_Provided data:_

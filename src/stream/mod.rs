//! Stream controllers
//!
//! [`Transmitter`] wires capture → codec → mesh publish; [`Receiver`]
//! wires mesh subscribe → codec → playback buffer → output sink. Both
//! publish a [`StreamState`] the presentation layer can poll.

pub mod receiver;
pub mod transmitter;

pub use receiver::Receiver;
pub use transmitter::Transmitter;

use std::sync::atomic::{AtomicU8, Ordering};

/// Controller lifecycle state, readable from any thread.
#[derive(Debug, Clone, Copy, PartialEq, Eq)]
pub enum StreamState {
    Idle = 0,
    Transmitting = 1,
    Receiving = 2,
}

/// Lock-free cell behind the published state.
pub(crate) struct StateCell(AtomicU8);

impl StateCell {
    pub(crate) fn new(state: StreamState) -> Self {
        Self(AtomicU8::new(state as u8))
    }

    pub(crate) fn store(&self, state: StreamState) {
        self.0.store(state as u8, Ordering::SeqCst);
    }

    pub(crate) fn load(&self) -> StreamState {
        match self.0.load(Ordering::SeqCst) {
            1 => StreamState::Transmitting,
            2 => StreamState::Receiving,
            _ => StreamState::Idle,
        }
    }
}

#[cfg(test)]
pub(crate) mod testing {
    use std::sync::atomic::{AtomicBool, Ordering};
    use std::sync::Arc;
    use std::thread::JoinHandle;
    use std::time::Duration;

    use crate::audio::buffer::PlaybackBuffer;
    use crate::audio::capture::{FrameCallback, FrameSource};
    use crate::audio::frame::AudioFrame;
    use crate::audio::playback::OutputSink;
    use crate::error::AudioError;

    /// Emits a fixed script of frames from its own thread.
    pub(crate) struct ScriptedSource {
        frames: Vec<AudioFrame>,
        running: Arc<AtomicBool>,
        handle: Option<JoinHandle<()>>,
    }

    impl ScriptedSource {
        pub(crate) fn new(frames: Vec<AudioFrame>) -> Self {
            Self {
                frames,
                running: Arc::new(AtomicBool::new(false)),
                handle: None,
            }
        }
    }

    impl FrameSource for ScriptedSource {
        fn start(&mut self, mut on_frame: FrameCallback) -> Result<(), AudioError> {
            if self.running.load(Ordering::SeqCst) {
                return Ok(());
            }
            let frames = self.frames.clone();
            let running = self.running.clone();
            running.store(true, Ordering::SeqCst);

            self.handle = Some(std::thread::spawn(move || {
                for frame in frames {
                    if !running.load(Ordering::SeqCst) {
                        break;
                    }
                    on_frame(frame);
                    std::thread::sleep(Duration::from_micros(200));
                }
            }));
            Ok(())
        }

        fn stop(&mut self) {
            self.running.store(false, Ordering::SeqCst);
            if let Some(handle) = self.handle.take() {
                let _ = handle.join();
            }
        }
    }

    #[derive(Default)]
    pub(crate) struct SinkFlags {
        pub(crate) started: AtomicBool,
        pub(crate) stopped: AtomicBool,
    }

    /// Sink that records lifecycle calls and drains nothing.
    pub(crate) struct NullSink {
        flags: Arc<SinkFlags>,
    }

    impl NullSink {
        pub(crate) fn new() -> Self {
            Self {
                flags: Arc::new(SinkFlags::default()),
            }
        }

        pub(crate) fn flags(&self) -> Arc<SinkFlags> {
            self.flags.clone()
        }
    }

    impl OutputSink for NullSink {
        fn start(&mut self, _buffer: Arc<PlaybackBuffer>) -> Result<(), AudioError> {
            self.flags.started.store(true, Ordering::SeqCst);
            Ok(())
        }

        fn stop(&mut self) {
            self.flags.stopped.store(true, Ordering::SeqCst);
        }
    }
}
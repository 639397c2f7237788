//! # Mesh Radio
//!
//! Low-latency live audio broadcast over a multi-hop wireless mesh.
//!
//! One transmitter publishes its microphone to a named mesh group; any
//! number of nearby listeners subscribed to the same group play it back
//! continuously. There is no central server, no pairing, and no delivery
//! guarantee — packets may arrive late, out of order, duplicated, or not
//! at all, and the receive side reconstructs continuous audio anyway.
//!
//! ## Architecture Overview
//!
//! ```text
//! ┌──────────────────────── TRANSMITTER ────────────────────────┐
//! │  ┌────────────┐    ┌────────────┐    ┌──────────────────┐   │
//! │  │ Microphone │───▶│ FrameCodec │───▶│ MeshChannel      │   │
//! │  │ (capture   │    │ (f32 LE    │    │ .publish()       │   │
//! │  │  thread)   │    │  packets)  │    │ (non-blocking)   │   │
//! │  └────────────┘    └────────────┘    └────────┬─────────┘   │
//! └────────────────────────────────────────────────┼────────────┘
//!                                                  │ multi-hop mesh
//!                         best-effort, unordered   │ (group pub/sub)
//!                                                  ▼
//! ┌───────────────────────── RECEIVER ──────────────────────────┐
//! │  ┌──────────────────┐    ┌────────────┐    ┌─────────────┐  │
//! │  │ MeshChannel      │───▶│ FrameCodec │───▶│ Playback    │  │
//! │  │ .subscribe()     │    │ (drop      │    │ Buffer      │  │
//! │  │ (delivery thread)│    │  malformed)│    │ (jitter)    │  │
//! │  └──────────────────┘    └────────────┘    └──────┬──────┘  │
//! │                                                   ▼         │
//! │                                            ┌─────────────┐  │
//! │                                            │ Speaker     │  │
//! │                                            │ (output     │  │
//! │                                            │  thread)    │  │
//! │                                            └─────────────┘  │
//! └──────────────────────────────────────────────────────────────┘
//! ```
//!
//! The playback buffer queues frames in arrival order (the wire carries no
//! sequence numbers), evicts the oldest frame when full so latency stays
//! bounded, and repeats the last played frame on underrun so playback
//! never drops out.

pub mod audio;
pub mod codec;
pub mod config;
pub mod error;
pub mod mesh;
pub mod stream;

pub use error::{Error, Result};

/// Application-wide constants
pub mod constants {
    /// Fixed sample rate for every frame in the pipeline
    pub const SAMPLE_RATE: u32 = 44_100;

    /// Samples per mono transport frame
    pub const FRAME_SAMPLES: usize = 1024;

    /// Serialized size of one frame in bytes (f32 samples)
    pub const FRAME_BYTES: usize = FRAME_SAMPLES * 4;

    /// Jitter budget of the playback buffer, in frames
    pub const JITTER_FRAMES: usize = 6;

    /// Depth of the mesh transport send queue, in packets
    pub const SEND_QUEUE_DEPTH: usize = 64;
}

_Task goal:_ Nothing past the line containing "fn start(&mut self, mut" should be restated; transcribe the material exactly from its first line through that line.

_Expected answer:_
filename src/stream/mod.rs
//! Stream controllers
//!
//! [`Transmitter`] wires capture → codec → mesh publish; [`Receiver`]
//! wires mesh subscribe → codec → playback buffer → output sink. Both
//! publish a [`StreamState`] the presentation layer can poll.

pub mod receiver;
pub mod transmitter;

pub use receiver::Receiver;
pub use transmitter::Transmitter;

use std::sync::atomic::{AtomicU8, Ordering};

/// Controller lifecycle state, readable from any thread.
#[derive(Debug, Clone, Copy, PartialEq, Eq)]
pub enum StreamState {
    Idle = 0,
    Transmitting = 1,
    Receiving = 2,
}

/// Lock-free cell behind the published state.
pub(crate) struct StateCell(AtomicU8);

impl StateCell {
    pub(crate) fn new(state: StreamState) -> Self {
        Self(AtomicU8::new(state as u8))
    }

    pub(crate) fn store(&self, state: StreamState) {
        self.0.store(state as u8, Ordering::SeqCst);
    }

    pub(crate) fn load(&self) -> StreamState {
        match self.0.load(Ordering::SeqCst) {
            1 => StreamState::Transmitting,
            2 => StreamState::Receiving,
            _ => StreamState::Idle,
        }
    }
}

#[cfg(test)]
pub(crate) mod testing {
    use std::sync::atomic::{AtomicBool, Ordering};
    use std::sync::Arc;
    use std::thread::JoinHandle;
    use std::time::Duration;

    use crate::audio::buffer::PlaybackBuffer;
    use crate::audio::capture::{FrameCallback, FrameSource};
    use crate::audio::frame::AudioFrame;
    use crate::audio::playback::OutputSink;
    use crate::error::AudioError;

    /// Emits a fixed script of frames from its own thread.
    pub(crate) struct ScriptedSource {
        frames: Vec<AudioFrame>,
        running: Arc<AtomicBool>,
        handle: Option<JoinHandle<()>>,
    }

    impl ScriptedSource {
        pub(crate) fn new(frames: Vec<AudioFrame>) -> Self {
            Self {
                frames,
                running: Arc::new(AtomicBool::new(false)),
                handle: None,
            }
        }
    }

    impl FrameSource for ScriptedSource {
        fn start(&mut self, mut on_frame: FrameCallback) -> Result<(), AudioError> {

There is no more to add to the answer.